▸ **Work to be completed**:
When a line in the entries below contains "already", tally it; give the tally with nothing added.

(Dataset excerpts)
※
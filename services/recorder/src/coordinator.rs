//! Dispatches one supervised capture per live account.
//!
//! Membership in the [`ActiveRecordingSet`] is claimed atomically before a
//! capture task is spawned and released by the task's slot guard after the
//! cooldown, so an account can never have two captures in flight.

use crate::capture::CaptureRunner;
use crate::helix::LiveStream;
use crate::storage_selector::StorageSelector;
use crate::store::{BroadcastRecord, SqliteStore, StoreError};
use async_trait::async_trait;
use chrono::{DateTime, Utc};
use parking_lot::Mutex;
use std::collections::HashMap;
use std::sync::Arc;
use std::time::Duration;
use tokio::sync::Semaphore;
use tokio::task::JoinSet;
use tokio_util::sync::CancellationToken;
use tracing::{debug, error, info, warn, Instrument};
use uuid::Uuid;

/// An account currently under capture.
#[derive(Debug, Clone, PartialEq, Eq)]
pub struct ActiveRecording {
    pub user_id: String,
    pub user_name: String,
    pub stream_id: String,
    pub started_at: DateTime<Utc>,
    /// Distinguishes successive captures of the same account
    pub session_id: Uuid,
}

impl ActiveRecording {
    pub fn for_stream(stream: &LiveStream) -> Self {
        Self {
            user_id: stream.user_id.clone(),
            user_name: stream.user_name.clone(),
            stream_id: stream.stream_id.clone(),
            started_at: Utc::now(),
            session_id: Uuid::new_v4(),
        }
    }
}

/// Account IDs with a capture in flight.
#[derive(Debug, Clone, Default)]
pub struct ActiveRecordingSet {
    inner: Arc<Mutex<HashMap<String, ActiveRecording>>>,
}

impl ActiveRecordingSet {
    pub fn new() -> Self {
        Self::default()
    }

    /// Insert `recording` unless its account is already present.
    ///
    /// The returned slot removes the entry when dropped.
    pub fn try_claim(&self, recording: ActiveRecording) -> Option<RecordingSlot> {
        let mut active = self.inner.lock();

        if active.contains_key(&recording.user_id) {
            return None;
        }

        let slot = RecordingSlot {
            set: self.clone(),
            user_id: recording.user_id.clone(),
            session_id: recording.session_id,
        };
        active.insert(recording.user_id.clone(), recording);
        metrics::gauge!("recorder.captures.active").set(active.len() as f64);

        Some(slot)
    }

    pub fn contains(&self, user_id: &str) -> bool {
        self.inner.lock().contains_key(user_id)
    }

    pub fn len(&self) -> usize {
        self.inner.lock().len()
    }

    pub fn is_empty(&self) -> bool {
        self.inner.lock().is_empty()
    }

    pub fn ids(&self) -> Vec<String> {
        self.inner.lock().keys().cloned().collect()
    }

    /// Active recordings, oldest first.
    pub fn snapshot(&self) -> Vec<ActiveRecording> {
        let mut recordings: Vec<_> = self.inner.lock().values().cloned().collect();
        recordings.sort_by(|a, b| a.started_at.cmp(&b.started_at));
        recordings
    }

    fn release(&self, user_id: &str, session_id: Uuid) {
        let mut active = self.inner.lock();

        if active.get(user_id).map(|r| r.session_id) == Some(session_id) {
            active.remove(user_id);
        }
        metrics::gauge!("recorder.captures.active").set(active.len() as f64);
    }
}

/// Ownership of one entry in an [`ActiveRecordingSet`].
#[derive(Debug)]
pub struct RecordingSlot {
    set: ActiveRecordingSet,
    user_id: String,
    session_id: Uuid,
}

impl RecordingSlot {
    pub fn user_id(&self) -> &str {
        &self.user_id
    }
}

impl Drop for RecordingSlot {
    fn drop(&mut self) {
        self.set.release(&self.user_id, self.session_id);
    }
}

/// Append-only broadcast history.
#[cfg_attr(test, mockall::automock)]
#[async_trait]
pub trait BroadcastLog: Send + Sync {
    /// Returns false if the record was already present.
    async fn record(&self, record: &BroadcastRecord) -> Result<bool, StoreError>;
}

#[async_trait]
impl BroadcastLog for SqliteStore {
    async fn record(&self, record: &BroadcastRecord) -> Result<bool, StoreError> {
        self.insert_broadcast(record).await
    }
}

/// Collaborators shared by every capture task.
struct CaptureContext {
    storage: Arc<StorageSelector>,
    log: Arc<dyn BroadcastLog>,
    runner: Arc<dyn CaptureRunner>,
    permits: Arc<Semaphore>,
    cooldown: Duration,
}

/// Turns live detections into supervised capture tasks.
pub struct RecordingCoordinator {
    active: ActiveRecordingSet,
    context: Arc<CaptureContext>,
    tasks: Mutex<JoinSet<()>>,
}

impl RecordingCoordinator {
    pub fn new(
        storage: Arc<StorageSelector>,
        log: Arc<dyn BroadcastLog>,
        runner: Arc<dyn CaptureRunner>,
        max_concurrent: usize,
        cooldown: Duration,
    ) -> Self {
        Self {
            active: ActiveRecordingSet::new(),
            context: Arc::new(CaptureContext {
                storage,
                log,
                runner,
                permits: Arc::new(Semaphore::new(max_concurrent.max(1))),
                cooldown,
            }),
            tasks: Mutex::new(JoinSet::new()),
        }
    }

    pub fn active(&self) -> &ActiveRecordingSet {
        &self.active
    }

    /// Account IDs that must be left out of the next status query.
    pub fn active_ids(&self) -> Vec<String> {
        self.active.ids()
    }

    /// Dispatch a capture for `stream` unless its account is already active.
    ///
    /// Returns whether a capture task was spawned.
    pub fn on_live_detected(&self, stream: LiveStream) -> bool {
        let recording = ActiveRecording::for_stream(&stream);
        let started_at = recording.started_at;
        let session_id = recording.session_id;

        let Some(slot) = self.active.try_claim(recording) else {
            debug!(user_id = %stream.user_id, "Capture already active, ignoring detection");
            return false;
        };

        info!(
            user_id = %stream.user_id,
            user_name = %stream.user_name,
            stream_id = %stream.stream_id,
            title = %stream.title,
            "Live stream detected, dispatching capture"
        );
        metrics::counter!("recorder.live.detected").increment(1);

        let span = tracing::info_span!(
            "capture",
            user_id = %stream.user_id,
            stream_id = %stream.stream_id,
            session_id = %session_id
        );
        let context = self.context.clone();

        let mut tasks = self.tasks.lock();
        reap_finished(&mut tasks);
        tasks.spawn(run_capture(context, stream, started_at, slot).instrument(span));

        true
    }

    /// Log every active recording with its elapsed time.
    pub fn log_active(&self) {
        let recordings = self.active.snapshot();
        let now = Utc::now();

        info!(active = recordings.len(), "Active recordings");
        for r in recordings {
            let elapsed = (now - r.started_at).num_seconds().max(0);
            info!(
                user_name = %r.user_name,
                user_id = %r.user_id,
                stream_id = %r.stream_id,
                started_at = %r.started_at.format("%Y-%m-%d %H:%M:%S"),
                elapsed = %format_elapsed(elapsed),
                "Recording"
            );
        }
    }

    /// Log the active set every `interval` until `cancel` fires.
    pub async fn run_status_logger(self: Arc<Self>, interval: Duration, cancel: CancellationToken) {
        let mut ticker = tokio::time::interval(interval);
        ticker.tick().await;

        loop {
            tokio::select! {
                _ = cancel.cancelled() => break,
                _ = ticker.tick() => self.log_active(),
            }
        }
    }

    /// Abort every outstanding capture and wait for the tasks to unwind.
    ///
    /// Aborting drops the capture future, which kills the child process.
    pub async fn shutdown(&self) {
        let mut tasks = std::mem::take(&mut *self.tasks.lock());

        if !tasks.is_empty() {
            warn!(captures = tasks.len(), "Stopping outstanding captures");
        }
        tasks.abort_all();
        while tasks.join_next().await.is_some() {}
    }
}

/// Collect finished capture tasks, logging any that panicked.
///
/// Returns how many of them failed.
fn reap_finished(tasks: &mut JoinSet<()>) -> usize {
    let mut failed = 0;

    while let Some(result) = tasks.try_join_next() {
        if let Err(e) = result {
            metrics::counter!("recorder.captures.panicked").increment(1);
            error!(error = %e, "Capture task failed");
            failed += 1;
        }
    }

    failed
}

fn format_elapsed(secs: i64) -> String {
    format!("{:02}:{:02}:{:02}", secs / 3600, (secs % 3600) / 60, secs % 60)
}

async fn run_capture(
    context: Arc<CaptureContext>,
    stream: LiveStream,
    started_at: DateTime<Utc>,
    slot: RecordingSlot,
) {
    let Ok(_permit) = context.permits.clone().acquire_owned().await else {
        error!("Capture pool closed, dropping capture");
        return;
    };

    let output = context
        .storage
        .output_path(&stream.user_name, &stream.stream_id, started_at)
        .await;

    let record = BroadcastRecord {
        user_id: stream.user_id.clone(),
        user_name: stream.user_name.clone(),
        stream_id: stream.stream_id.clone(),
        recording_start: started_at,
        title: stream.title.clone(),
        file_path: output.to_string_lossy().into_owned(),
    };
    match context.log.record(&record).await {
        Ok(true) => debug!("Broadcast recorded"),
        Ok(false) => debug!("Broadcast already recorded"),
        Err(e) => error!(error = %e, "Failed to persist broadcast record"),
    }

    metrics::counter!("recorder.captures.started").increment(1);
    info!(path = %output.display(), "Capture started");

    match context.runner.capture(&stream.user_login, &output).await {
        Ok(()) => info!(path = %output.display(), "Capture finished"),
        Err(e) => {
            metrics::counter!("recorder.captures.failed").increment(1);
            error!(error = %e, path = %output.display(), "Capture failed");
        }
    }

    tokio::time::sleep(context.cooldown).await;
    drop(slot);
    debug!("Account eligible for detection again");
}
※
▸ **Answer to the problem**:
5